To reduce the risk of septic thromboembolism, he was anticoagulated using warfarin (Coumadin) for 3 months after consultation with a hematologist.

Outcome:
Despite his serious condition, he improved with early intervention and prompt diagnosis. Chest X-ray after one week showed improvement of consolidation. His cervical incision healed with no drainage. The patient was discharged home after ten days, with plan for a total of 6 weeks of intravenous antibiotics. CT scan of the neck after one month documented resolution of the internal jugular vein thrombosis with scarring.

Author's Comments:
By the time the patient was discharged, the football season was over.
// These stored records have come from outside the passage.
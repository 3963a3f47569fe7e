//! laudo-auth
//!
//! Role-based authorization for report operations. Report assembly itself
//! never checks permissions; callers gate the operations that touch the
//! report history.

pub mod authorizer;
pub mod error;
pub mod roles;
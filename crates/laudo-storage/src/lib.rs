//! laudo-storage
//!
//! Local report history. One JSON file per data directory, written
//! atomically.

pub mod error;
pub mod fs;
pub mod history;
//! Conclusion → next-step guidance.
//!
//! Guidance is authored per finding and indexed by that finding's
//! conclusion sentence, so lookups stay in sync with the catalogue text.
//! Unmapped conclusions are normal and simply yield no guidance.

use std::collections::HashMap;

use crate::Exam;

/// Conclusion used when a report has no positive statement at all.
pub const NO_ALTERATIONS_CONCLUSION: &str = "Exame ultrassonográfico sem alterações significativas.";

/// Guidance attached to [`NO_ALTERATIONS_CONCLUSION`].
pub const NO_ALTERATIONS_GUIDANCE: &str =
    "Seguimento clínico de rotina, a critério do médico assistente.";

const FETAL_MEDICINE_REFERRAL: &str =
    "Encaminhamento para serviço de referência em medicina fetal.";

/// Recommended next step per finding id.
const FINDING_GUIDANCE: &[(&str, &str)] = &[
    // Cervical
    (
        "tireoidite-autoimune",
        "Correlacionar com função tireoidiana (TSH, T4 livre) e anticorpos antitireoidianos.",
    ),
    (
        "nodulo-tireoidiano",
        "Avaliação endocrinológica; considerar PAAF conforme classificação TI-RADS.",
    ),
    (
        "cisto-tireoidiano",
        "Controle ultrassonográfico em 12 meses, a critério clínico.",
    ),
    (
        "linfonodomegalia",
        "Correlação clínico-laboratorial e controle ultrassonográfico em 4 a 6 semanas.",
    ),
    // Abdomen
    (
        "esteatose-hepatica",
        "Controle de fatores de risco metabólicos e acompanhamento clínico.",
    ),
    (
        "cirrose-hepatica",
        "Acompanhamento hepatológico com rastreamento ultrassonográfico semestral.",
    ),
    (
        "hemangioma-hepatico",
        "Considerar ressonância magnética ou tomografia com contraste para confirmação diagnóstica.",
    ),
    (
        "hipertensao-portal",
        "Acompanhamento hepatológico; considerar endoscopia digestiva alta.",
    ),
    (
        "colelitiase",
        "Avaliação cirúrgica eletiva, especialmente se houver sintomas.",
    ),
    (
        "colecistite",
        "Avaliação cirúrgica de urgência.",
    ),
    (
        "polipo-vesicular",
        "Controle ultrassonográfico em 6 a 12 meses.",
    ),
    (
        "calculo-renal",
        "Avaliação urológica e orientação de hidratação adequada.",
    ),
    (
        "pielonefrite",
        "Correlação com exame de urina e avaliação clínica.",
    ),
    // Female pelvis
    (
        "mioma-uterino",
        "Acompanhamento ginecológico com ultrassonografia seriada.",
    ),
    (
        "polipo-endometrial",
        "Avaliação ginecológica; considerar histeroscopia.",
    ),
    (
        "hiperplasia-endometrial",
        "Avaliação ginecológica; considerar histeroscopia.",
    ),
    (
        "cisto-ovariano-simples",
        "Controle ultrassonográfico após o próximo ciclo menstrual.",
    ),
    (
        "cisto-hemorragico",
        "Controle ultrassonográfico após o próximo ciclo menstrual.",
    ),
    (
        "endometrioma",
        "Avaliação ginecológica especializada.",
    ),
    (
        "diu-mal-posicionado",
        "Avaliação ginecológica para reposicionamento ou retirada do dispositivo.",
    ),
    // Obstetrics
    (
        "gestacao-inicial",
        "Controle ultrassonográfico em 10 a 14 dias.",
    ),
    (
        "gestacao-viavel",
        "Seguimento pré-natal de rotina.",
    ),
    (
        "gestacao-anembrionada",
        "Avaliação obstétrica para definição de conduta.",
    ),
    (
        "morte-embrionaria",
        "Avaliação obstétrica para definição de conduta.",
    ),
    (
        "aborto-retido",
        "Avaliação obstétrica para definição de conduta.",
    ),
    (
        "gestacao-ectopica",
        "Avaliação obstétrica de urgência.",
    ),
    (
        "rciu",
        "Dopplervelocimetria obstétrica e acompanhamento em medicina fetal.",
    ),
    (
        "placenta-previa",
        "Controle ultrassonográfico evolutivo e planejamento da via de parto.",
    ),
    (
        "descolamento-placentario",
        "Avaliação obstétrica de emergência.",
    ),
    (
        "colo-curto",
        "Avaliação obstétrica para prevenção de parto prematuro.",
    ),
    (
        "oi-aberto",
        "Avaliação obstétrica para prevenção de parto prematuro.",
    ),
    ("hernia-diafragmatica", FETAL_MEDICINE_REFERRAL),
    ("espinha-bifida", FETAL_MEDICINE_REFERRAL),
    ("gastrosquise", FETAL_MEDICINE_REFERRAL),
];

/// Finding ids that carry authored guidance.
pub fn guided_finding_ids() -> impl Iterator<Item = &'static str> {
    FINDING_GUIDANCE.iter().map(|(id, _)| *id)
}

/// Static lookup from conclusion sentence to recommended next step.
#[derive(Debug, Clone, Default)]
pub struct GuidanceTable {
    by_conclusion: HashMap<String, String>,
}

impl GuidanceTable {
    /// Index the authored guidance by the conclusion text of each finding.
    pub fn build(exams: &[Box<dyn Exam>]) -> Self {
        let mut by_conclusion = HashMap::new();
        by_conclusion.insert(
            NO_ALTERATIONS_CONCLUSION.to_string(),
            NO_ALTERATIONS_GUIDANCE.to_string(),
        );

        for (finding_id, guidance) in FINDING_GUIDANCE {
            let conclusion = exams
                .iter()
                .flat_map(|e| e.categories())
                .flat_map(|c| &c.findings)
                .find(|f| f.id == *finding_id)
                .and_then(|f| f.conclusion_text.as_deref());

            match conclusion {
                Some(text) => {
                    by_conclusion.insert(text.to_string(), guidance.to_string());
                }
                None => {
                    tracing::warn!(finding_id, "guidance entry has no matching conclusion");
                }
            }
        }

        Self { by_conclusion }
    }

    pub fn guidance_for(&self, conclusion: &str) -> Option<&str> {
        self.by_conclusion.get(conclusion).map(String::as_str)
    }

    pub fn len(&self) -> usize {
        self.by_conclusion.len()
    }

    pub fn is_empty(&self) -> bool {
        self.by_conclusion.is_empty()
    }
}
He decided to go home. He presented for out-patient follow up within a few weeks of hospital discharge with complete resolution of his symptoms.

Editor's Comments:
This previously healthy young adult presented with prolonged symptoms of neck pain with pharyngitis. Studies in adolescents and young adults indicate that Fusobacterium necrophorum can be the etiology for pharyngitis in up to 10% of cases(1). As Dr. Centor reminds us, pharyngitis typicaly has a 3 to 5 day duration. This athlete was promptly hospitalized for "red flag" signs of neck swelling and toxicity and for prolonged, worsening symptoms. F. necrophorum is resistant to macrolide antibiotics. Consider F. necrophorum in the differential diagnoses of streptococcal negative pharyngitis and treat with a penicillin or cephalosporin (clindamycin is a reasonable alternative if penicillin allergy is present). Admit patients with "red flags" since sepsis and Lemierre's syndrome are potential catastrophic sequelae of this infection.

References:
(1) Centor RM. Expand the Pharyngitis Paradigm for Adolescents and Young Adults. Ann Intern Med. 2009; 151:812-815.